Ever since it was first declared International Workers’ Day by the Socialist International in1890, May Day has been both a commemoration of those who have fallen in the struggle against exploitation and oppression and a declaration of determination to take that struggle forward – against capitalist exploitation and war and for workers’ rights, both political and economic.

Five years after the onset of the deepest and most internationally synchronised crisis in the history of capitalism, and just days after the appalling events in Dhaka, May Day 2013 dawns on a world in which there is no shortage of new victims of capital’s barbaric quest for profit at any cost.

In country after country, despite the extraordinary potential created by science and technology, millions have no work, those who do have work find their wages cannot keep up with rising prices and the social services on which they rely are withdrawn. Above all, it is women who first bear the brunt of increasing poverty.

In a chilling echo of the last century, a once omnipotent imperial power is challenged by at least one new and dynamic rival. Weakened by the failure of its most recent military adventures, the USA announces a new global redeployment of its forces, the “Pivot to Asia”, giving the world notice of its willingness to plunge humanity into yet greater conflagrations.

Meanwhile, and inevitably also on a global scale, the accumulated impact of two centuries of unrestrained exploitation, not only of humanity but of the planet’s resources, brings the world ever closer to the tipping point of climate change. Nothing could more vividly demonstrate the impossibility of merely national programmes and solutions.

Yet May Day does not dawn on a hopeless landscape. Around the world, capitalism and its agents are confronted by the enemies they themselves create; the working class, the landless peasants, the urban poor and young people in every country. Unseen by most of the world, tens of millions of workers in China fight an almost continuous battle over wages, working conditions and employment rights while in the countryside peasants confront militarised police over illegal land seizures. In Europe, especially in Greece, general strikes and huge demonstrations shake governments as they impose yet more austerity in order to guarantee the profits of the banks and financial corporations.

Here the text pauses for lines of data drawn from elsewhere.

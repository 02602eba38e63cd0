//! Traffic flow: cumulative vehicle counts, per-frame density and a bounded
//! window of recent reports.

use serde::Serialize;
use std::collections::{BTreeMap, VecDeque};

use crate::detect::{Detection, TRAFFIC_VEHICLE_CLASSES};
use crate::frame::FrameShape;
use crate::geometry;

pub const TRAFFIC_HISTORY_LEN: usize = 100;

/// Same-vehicle IoU threshold for frame-to-frame speed pairing.
const SAME_VEHICLE_IOU: f64 = 0.3;

#[derive(Clone, Copy, Debug, PartialEq, Eq, Serialize)]
pub enum CongestionLevel {
    Low,
    Medium,
    High,
    Severe,
}

impl CongestionLevel {
    pub fn from_density(density: f64) -> Self {
        if density < 10.0 {
            CongestionLevel::Low
        } else if density < 30.0 {
            CongestionLevel::Medium
        } else if density < 50.0 {
            CongestionLevel::High
        } else {
            CongestionLevel::Severe
        }
    }
}

#[derive(Clone, Debug, PartialEq, Serialize)]
pub struct TrafficReport {
    /// Cumulative per-class counts since the analyzer was created.
    pub vehicle_count: BTreeMap<String, u64>,
    /// Vehicles in the current frame.
    pub total_vehicles: usize,
    /// Percent of the frame covered by vehicle boxes, capped at 100.
    pub traffic_density: f64,
    pub congestion_level: CongestionLevel,
    /// Mean frame-to-frame displacement of matched vehicles, scaled by fps / 100.
    pub average_speed: f64,
    /// Seconds since the Unix epoch.
    pub timestamp: f64,
}

#[derive(Debug)]
pub struct TrafficAnalyzer {
    fps: f64,
    vehicle_count: BTreeMap<String, u64>,
    history: VecDeque<TrafficReport>,
    previous_vehicles: Vec<Detection>,
}

impl TrafficAnalyzer {
    pub fn new(fps: f64) -> Self {
        Self {
            fps,
            vehicle_count: BTreeMap::new(),
            history: VecDeque::with_capacity(TRAFFIC_HISTORY_LEN),
            previous_vehicles: Vec::new(),
        }
    }

    pub fn analyze(&mut self, detections: &[Detection], shape: FrameShape) -> TrafficReport {
        let vehicles: Vec<Detection> = detections
            .iter()
            .filter(|d| d.is_class_in(TRAFFIC_VEHICLE_CLASSES))
            .cloned()
            .collect();

        for vehicle in &vehicles {
            *self
                .vehicle_count
                .entry(vehicle.class_label.clone())
                .or_insert(0) += 1;
        }

        let traffic_density = traffic_density(&vehicles, shape);
        let average_speed = estimate_speed(&vehicles, &self.previous_vehicles, self.fps);

        let report = TrafficReport {
            vehicle_count: self.vehicle_count.clone(),
            total_vehicles: vehicles.len(),
            traffic_density,
            congestion_level: CongestionLevel::from_density(traffic_density),
            average_speed,
            timestamp: crate::now_epoch_secs(),
        };

        if self.history.len() == TRAFFIC_HISTORY_LEN {
            self.history.pop_front();
        }
        self.history.push_back(report.clone());
        self.previous_vehicles = vehicles;
        report
    }

    pub fn vehicle_count(&self) -> &BTreeMap<String, u64> {
        &self.vehicle_count
    }

    /// Recent reports, oldest first.
    pub fn history(&self) -> impl Iterator<Item = &TrafficReport> {
        self.history.iter()
    }

    pub fn history_len(&self) -> usize {
        self.history.len()
    }
}

impl Default for TrafficAnalyzer {
    fn default() -> Self {
        Self::new(30.0)
    }
}

/// Vehicle box area over frame area, in percent, capped at 100.
pub fn traffic_density(vehicles: &[Detection], shape: FrameShape) -> f64 {
    let frame_area = shape.area();
    if vehicles.is_empty() || frame_area == 0 {
        return 0.0;
    }
    let vehicle_area: i64 = vehicles.iter().map(|v| v.bbox.area()).sum();
    (vehicle_area as f64 / frame_area as f64 * 100.0).min(100.0)
}

/// Mean center displacement between same-class vehicles overlapping across
/// two frames, times `fps / 100`. Zero when nothing pairs up.
pub fn estimate_speed(current: &[Detection], previous: &[Detection], fps: f64) -> f64 {
    let mut speeds = Vec::new();
    for curr in current {
        for prev in previous {
            if curr.class_label != prev.class_label {
                continue;
            }
            if geometry::iou(&curr.bbox, &prev.bbox) > SAME_VEHICLE_IOU {
                let distance = geometry::distance(curr.bbox.center(), prev.bbox.center());
                speeds.push(distance * fps / 100.0);
            }
        }
    }
    if speeds.is_empty() {
        0.0
    } else {
        speeds.iter().sum::<f64>() / speeds.len() as f64
    }
}

#[cfg(test)]
mod tests {
    use super::*;
    use crate::geometry::BBox;

    fn det(label: &str, x1: i32, y1: i32, x2: i32, y2: i32) -> Detection {
        Detection::new(BBox::new(x1, y1, x2, y2), label, 0.9)
    }

    #[test]
    fn single_car_on_vga_frame() {
        let mut analyzer = TrafficAnalyzer::default();
        let report = analyzer.analyze(&[det("car", 10, 10, 60, 40)], FrameShape::new(640, 480));
        assert_eq!(report.vehicle_count.get("car"), Some(&1));
        assert_eq!(report.vehicle_count.len(), 1);
        assert_eq!(report.total_vehicles, 1);
        assert!((report.traffic_density - 0.48828125).abs() < 1e-9);
        assert_eq!(report.congestion_level, CongestionLevel::Low);
        assert!(report.timestamp > 0.0);
    }

    #[test]
    fn congestion_boundaries_are_exact() {
        assert_eq!(CongestionLevel::from_density(9.999), CongestionLevel::Low);
        assert_eq!(CongestionLevel::from_density(10.0), CongestionLevel::Medium);
        assert_eq!(CongestionLevel::from_density(29.999), CongestionLevel::Medium);
        assert_eq!(CongestionLevel::from_density(30.0), CongestionLevel::High);
        assert_eq!(CongestionLevel::from_density(49.999), CongestionLevel::High);
        assert_eq!(CongestionLevel::from_density(50.0), CongestionLevel::Severe);
    }

    #[test]
    fn counts_accumulate_and_ignore_other_classes() {
        let mut analyzer = TrafficAnalyzer::default();
        let shape = FrameShape::new(640, 480);
        analyzer.analyze(
            &[det("car", 0, 0, 10, 10), det("person", 0, 0, 10, 10)],
            shape,
        );
        let report = analyzer.analyze(
            &[det("car", 0, 0, 10, 10), det("bus", 20, 20, 40, 40), det("tram", 0, 0, 5, 5)],
            shape,
        );
        assert_eq!(report.vehicle_count.get("car"), Some(&2));
        assert_eq!(report.vehicle_count.get("bus"), Some(&1));
        assert!(!report.vehicle_count.contains_key("person"));
        assert_eq!(report.total_vehicles, 2);
    }

    #[test]
    fn density_caps_at_one_hundred_and_guards_zero_area() {
        let big = [det("truck", 0, 0, 100, 100), det("bus", 0, 0, 100, 100)];
        assert_eq!(traffic_density(&big, FrameShape::new(100, 100)), 100.0);
        assert_eq!(traffic_density(&big, FrameShape::new(0, 100)), 0.0);
        assert_eq!(traffic_density(&[], FrameShape::new(100, 100)), 0.0);
    }

    #[test]
    fn history_is_bounded() {
        let mut analyzer = TrafficAnalyzer::default();
        for _ in 0..(TRAFFIC_HISTORY_LEN + 5) {
            analyzer.analyze(&[], FrameShape::new(64, 48));
        }
        assert_eq!(analyzer.history_len(), TRAFFIC_HISTORY_LEN);
    }

    #[test]
    fn speed_pairs_same_class_overlapping_boxes() {
        let previous = [det("car", 0, 0, 100, 50), det("bus", 0, 0, 100, 50)];
        let current = [det("car", 10, 0, 110, 50)];
        // center moved 10 px; 10 * 30 / 100
        assert!((estimate_speed(&current, &previous, 30.0) - 3.0).abs() < 1e-12);
        assert_eq!(estimate_speed(&current, &[], 30.0), 0.0);

        let mut analyzer = TrafficAnalyzer::new(30.0);
        let shape = FrameShape::new(640, 480);
        assert_eq!(analyzer.analyze(&previous, shape).average_speed, 0.0);
        assert!((analyzer.analyze(&current, shape).average_speed - 3.0).abs() < 1e-12);
    }
}
//! Frame ingestion sources.
//!
//! This module provides sources for raw frames:
//! - Local raw RGB8 frame dumps (`FileSource`)
//! - Synthetic `stub://` scenes (testing, demos)
//!
//! Every source follows the same lifecycle: `open()` acquires the underlying
//! capture resource, `next_frame()` yields frames until end of stream
//! (`Ok(None)`), and `release()` gives the resource back. `FramePipeline`
//! guarantees `release()` is called exactly once per started source.
//!
//! Sources do not retry or reconnect. A source that stops yielding frames is
//! treated as exhausted.

use anyhow::Result;

use crate::frame::{Frame, FrameShape};

pub mod file;

pub use file::{FileConfig, FileSource};

/// Statistics for a frame source.
#[derive(Clone, Debug, Default)]
pub struct SourceStats {
    pub frames_captured: u64,
    pub path: String,
}

/// A producer of frames at the source's native rate.
pub trait FrameSource: Send {
    /// Acquire the capture resource.
    fn open(&mut self) -> Result<()>;

    /// Next frame, or `None` at end of stream.
    fn next_frame(&mut self) -> Result<Option<Frame>>;

    /// Release the capture resource. Must tolerate a source that was never
    /// opened.
    fn release(&mut self);

    /// Shape of the frames this source produces.
    fn frame_shape(&self) -> FrameShape;

    /// Checked before every read. `false` ends acquisition like end of
    /// stream.
    fn is_healthy(&self) -> bool {
        true
    }

    fn stats(&self) -> SourceStats;
}
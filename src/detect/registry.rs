use std::collections::HashMap;
use std::sync::{Arc, Mutex};

use anyhow::{anyhow, Result};

use super::backend::{DetectionCapability, DetectorBackend};

/// Shared handle to a registered backend.
pub type SharedBackend = Arc<Mutex<dyn DetectorBackend>>;

/// Named detector backends plus the one preferred by default.
///
/// `detect` takes `&mut self`, so each backend sits behind its own `Mutex`.
#[derive(Default)]
pub struct BackendRegistry {
    backends: HashMap<String, SharedBackend>,
    default_name: Option<String>,
}

impl BackendRegistry {
    pub fn new() -> Self {
        Self::default()
    }

    /// Add a backend under its own name. The first one becomes the default.
    pub fn register<B: DetectorBackend + 'static>(&mut self, backend: B) {
        let name = backend.name().to_string();
        self.default_name.get_or_insert_with(|| name.clone());
        self.backends.insert(name, Arc::new(Mutex::new(backend)));
    }

    pub fn set_default(&mut self, name: &str) -> Result<()> {
        if !self.backends.contains_key(name) {
            return Err(anyhow!("detector backend '{}' is not registered", name));
        }
        self.default_name = Some(name.to_string());
        Ok(())
    }

    pub fn get(&self, name: &str) -> Option<SharedBackend> {
        self.backends.get(name).cloned()
    }

    pub fn default_name(&self) -> Option<&str> {
        self.default_name.as_deref()
    }

    /// Registered names, sorted.
    pub fn list(&self) -> Vec<String> {
        let mut names: Vec<String> = self.backends.keys().cloned().collect();
        names.sort();
        names
    }

    /// The default backend if it has `capability`, else the first other
    /// backend by name that does.
    pub fn backend_for_capability(
        &self,
        capability: DetectionCapability,
    ) -> Result<SharedBackend> {
        let default = self.default_name.iter().cloned();
        let others = self
            .list()
            .into_iter()
            .filter(|name| self.default_name.as_deref() != Some(name.as_str()));

        for name in default.chain(others) {
            let Some(backend) = self.get(&name) else {
                continue;
            };
            let supported = backend
                .lock()
                .map_err(|_| anyhow!("detector backend '{}' lock poisoned", name))?
                .supports(capability);
            if supported {
                return Ok(backend);
            }
            log::debug!("detector backend '{}' lacks {:?}", name, capability);
        }

        Err(anyhow!(
            "no registered detector backend supports {:?}",
            capability
        ))
    }
}
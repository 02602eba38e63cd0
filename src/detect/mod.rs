mod backend;
mod backends;
mod registry;
mod result;

pub use backend::{DetectionCapability, DetectorBackend};
pub use backends::{ScriptedBackend, StubBackend};
pub use registry::{BackendRegistry, SharedBackend};
pub use result::{
    filter_urban_objects, Detection, DEFAULT_TARGET_CLASSES, PARKING_VEHICLE_CLASSES, PERSON_CLASS,
    TRAFFIC_VEHICLE_CLASSES,
};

Across the Middle East and North Africa, the forces and dynamics unleashed by the Arab Spring continue to resist all attempts to repress them, instead, their impact spreads further afield; south into Africa, even north into Europe. Here again, young people are in the thick of the struggle, as they are in Chile, Quebec, Greece.

In India, a new women’s movement is stirring, provoked into mobilisation by a potent combination of economic development, age-old prejudices and discrimination and the impact of the economic crisis.

But elemental resistance and a heroic refusal to be treated as animals, as expendable “production factors”, have never been enough to defeat capitalism. In 1890, the Socialist International not only demanded immediate reforms such as the eight hour day but also “the class demands of the proletariat”, meaning an end to the private ownership of the economy, whose aim was the maximisation of profit, and its replacement by social ownership and production to satisfy human need.

The need to unite the immediate struggles of the working class to the goal of overthrowing the entire capitalist system has never been greater than today. The weakening and disintegration of the mass parties of the “world communist movements” centred in Moscow and Beijing, obscured that goal for millions over the last two decades as did the abandonment of any talk of socialism by the Labour and Socialist parties. The historically long global stagnation and crises of capitalism since 2008 have put the need for the real revolutionary socialist goal, free of bureaucratic dictatorship and subservience to capitalism, back on the agenda.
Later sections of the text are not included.